* **DATASET RECORDS**
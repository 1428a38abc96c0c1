//! PostgreSQL cluster messages.

use serde::{Deserialize, Serialize};

use crate::Addressing;

/// Show one or more clusters.
#[derive(Debug, Clone, PartialEq, Serialize, Deserialize)]
pub struct ShowClusterRequest {
    #[serde(flatten)]
    pub addressing: Addressing,

    /// Only show clusters running this image tag.
    #[serde(rename = "Ccpimagetag", default)]
    pub image_tag: String,
}

#[derive(Debug, Clone, Default, PartialEq, Serialize, Deserialize)]
pub struct ShowClusterResult {
    #[serde(rename = "Results", default, deserialize_with = "crate::de::nullable")]
    pub results: Vec<ClusterDetail>,
}

#[derive(Debug, Clone, Default, PartialEq, Serialize, Deserialize)]
#[serde(default)]
pub struct ClusterDetail {
    #[serde(rename = "Name")]
    pub name: String,

    #[serde(rename = "Namespace")]
    pub namespace: String,

    #[serde(rename = "ImageTag")]
    pub image_tag: String,

    #[serde(rename = "Pods", default, deserialize_with = "crate::de::nullable")]
    pub pods: Vec<ClusterPod>,

    #[serde(rename = "Services", default, deserialize_with = "crate::de::nullable")]
    pub services: Vec<ClusterService>,

    #[serde(rename = "Labels", default, deserialize_with = "crate::de::nullable")]
    pub labels: std::collections::BTreeMap<String, String>,
}

#[derive(Debug, Clone, Default, PartialEq, Serialize, Deserialize)]
#[serde(default)]
pub struct ClusterPod {
    #[serde(rename = "Name")]
    pub name: String,

    #[serde(rename = "Phase")]
    pub phase: String,

    #[serde(rename = "NodeName")]
    pub node_name: String,

    #[serde(rename = "Ready")]
    pub ready: bool,

    /// primary, replica, pgbouncer, pgbackrest, ...
    #[serde(rename = "Type")]
    pub pod_type: String,
}

#[derive(Debug, Clone, Default, PartialEq, Serialize, Deserialize)]
#[serde(default)]
pub struct ClusterService {
    #[serde(rename = "Name")]
    pub name: String,

    #[serde(rename = "ClusterIP")]
    pub cluster_ip: String,

    #[serde(rename = "ExternalIP")]
    pub external_ip: String,
}

/// Create a cluster. The single explicit name is the new cluster's name.
#[derive(Debug, Clone, PartialEq, Serialize, Deserialize)]
pub struct CreateClusterRequest {
    #[serde(flatten)]
    pub addressing: Addressing,

    #[serde(rename = "ReplicaCount", default)]
    pub replica_count: u32,

    #[serde(rename = "CCPImageTag", default, skip_serializing_if = "String::is_empty")]
    pub image_tag: String,

    /// Comma-separated policy names applied at creation.
    #[serde(rename = "Policies", default, skip_serializing_if = "String::is_empty")]
    pub policies: String,

    #[serde(rename = "UserLabels", default, skip_serializing_if = "String::is_empty")]
    pub labels: String,

    #[serde(rename = "Database", default, skip_serializing_if = "String::is_empty")]
    pub database: String,

    #[serde(rename = "Username", default, skip_serializing_if = "String::is_empty")]
    pub username: String,

    #[serde(rename = "PVCSize", default, skip_serializing_if = "String::is_empty")]
    pub pvc_size: String,

    #[serde(rename = "AutofailFlag", default)]
    pub autofail: bool,

    #[serde(rename = "MetricsFlag", default)]
    pub metrics: bool,

    #[serde(rename = "PgbouncerFlag", default)]
    pub pgbouncer: bool,
}

#[derive(Debug, Clone, Default, PartialEq, Serialize, Deserialize)]
pub struct CreateClusterResult {
    #[serde(rename = "Result", alias = "result", default, deserialize_with = "crate::de::nullable")]
    pub result: CreateClusterDetail,
}

#[derive(Debug, Clone, Default, PartialEq, Serialize, Deserialize)]
#[serde(default)]
pub struct CreateClusterDetail {
    #[serde(rename = "Name")]
    pub name: String,

    #[serde(rename = "Database")]
    pub database: String,

    #[serde(rename = "Users", default, deserialize_with = "crate::de::nullable")]
    pub users: Vec<CreateClusterUser>,

    #[serde(rename = "WorkflowID")]
    pub workflow_id: String,
}

#[derive(Debug, Clone, Default, PartialEq, Serialize, Deserialize)]
#[serde(default)]
pub struct CreateClusterUser {
    #[serde(rename = "Username")]
    pub username: String,

    /// May be empty depending on what the server is allowed to return.
    #[serde(rename = "Password")]
    pub password: String,
}

#[derive(Debug, Clone, PartialEq, Serialize, Deserialize)]
pub struct DeleteClusterRequest {
    #[serde(flatten)]
    pub addressing: Addressing,

    #[serde(rename = "DeleteData", default)]
    pub delete_data: bool,

    #[serde(rename = "DeleteBackups", default)]
    pub delete_backups: bool,
}

/// Toggle for a cluster setting in an update; `DoNothing` leaves it alone.
#[derive(Debug, Clone, Copy, Default, PartialEq, Eq, Serialize, Deserialize)]
pub enum UpdateToggle {
    #[default]
    DoNothing,
    Enable,
    Disable,
}

impl UpdateToggle {
    /// Map a pair of mutually exclusive enable/disable flags.
    pub fn from_flags(enable: bool, disable: bool) -> Self {
        match (enable, disable) {
            (true, false) => Self::Enable,
            (false, true) => Self::Disable,
            _ => Self::DoNothing,
        }
    }
}

#[derive(Debug, Clone, PartialEq, Serialize, Deserialize)]
pub struct UpdateClusterRequest {
    #[serde(flatten)]
    pub addressing: Addressing,

    #[serde(rename = "Autofail", default)]
    pub autofail: UpdateToggle,

    #[serde(rename = "Startup", default)]
    pub startup: bool,

    #[serde(rename = "Shutdown", default)]
    pub shutdown: bool,
}

/// Test connectivity of every endpoint of the addressed clusters.
#[derive(Debug, Clone, PartialEq, Serialize, Deserialize)]
pub struct TestClusterRequest {
    #[serde(flatten)]
    pub addressing: Addressing,
}

#[derive(Debug, Clone, Default, PartialEq, Serialize, Deserialize)]
pub struct TestClusterResult {
    #[serde(rename = "Results", default, deserialize_with = "crate::de::nullable")]
    pub results: Vec<ClusterTestDetail>,
}

#[derive(Debug, Clone, Default, PartialEq, Serialize, Deserialize)]
#[serde(default)]
pub struct ClusterTestDetail {
    #[serde(rename = "ClusterName")]
    pub cluster_name: String,

    #[serde(rename = "Endpoints", default, deserialize_with = "crate::de::nullable")]
    pub endpoints: Vec<ClusterTestEndpoint>,
}

impl ClusterTestDetail {
    pub fn all_available(&self) -> bool {
        self.endpoints.iter().all(|endpoint| endpoint.available)
    }
}

#[derive(Debug, Clone, Default, PartialEq, Serialize, Deserialize)]
#[serde(default)]
pub struct ClusterTestEndpoint {
    #[serde(rename = "InstanceType")]
    pub instance_type: String,

    #[serde(rename = "Message")]
    pub message: String,

    #[serde(rename = "Available")]
    pub available: bool,
}

#[cfg(test)]
mod tests {
    use super::*;
    use crate::ResponseEnvelope;

    #[test]
    fn show_request_flattens_addressing() {
        let request = ShowClusterRequest {
            addressing: Addressing::new("pgo").with_names(["hippo"]),
            image_tag: String::new(),
        };
        let value = serde_json::to_value(&request).unwrap();

        assert_eq!(value["Args"], serde_json::json!(["hippo"]));
        assert_eq!(value["Namespace"], "pgo");
        assert!(value.get("addressing").is_none());
    }

    #[test]
    fn show_result_tolerates_sparse_details() {
        let body = r#"{"Status":{"Code":"ok"},"Results":[{"Name":"hippo","Pods":[{"Name":"hippo-0","Ready":true}]}]}"#;
        let envelope: ResponseEnvelope<ShowClusterResult> = serde_json::from_str(body).unwrap();
        let result = envelope.into_result().unwrap();

        assert_eq!(result.results[0].name, "hippo");
        assert!(result.results[0].pods[0].ready);
        assert!(result.results[0].services.is_empty());
    }

    #[test]
    fn update_toggle_from_flags() {
        assert_eq!(UpdateToggle::from_flags(true, false), UpdateToggle::Enable);
        assert_eq!(UpdateToggle::from_flags(false, true), UpdateToggle::Disable);
        assert_eq!(UpdateToggle::from_flags(false, false), UpdateToggle::DoNothing);
    }

    #[test]
    fn create_result_accepts_lowercase_result_key() {
        let body = r#"{"status":{"code":"ok"},"result":{"Name":"hippo","Users":[{"Username":"testuser","Password":"pw"}]}}"#;
        let envelope: ResponseEnvelope<CreateClusterResult> = serde_json::from_str(body).unwrap();

        assert_eq!(envelope.payload.result.users[0].username, "testuser");
    }
}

* **PROBLEM TO WORK ON**
Pick out the lines above that hold the string "DoNothing" and show them.

* **ANSWER TO THE PROBLEM**
/// Toggle for a cluster setting in an update; `DoNothing` leaves it alone.
    DoNothing,
            _ => Self::DoNothing,
        assert_eq!(UpdateToggle::from_flags(false, false), UpdateToggle::DoNothing);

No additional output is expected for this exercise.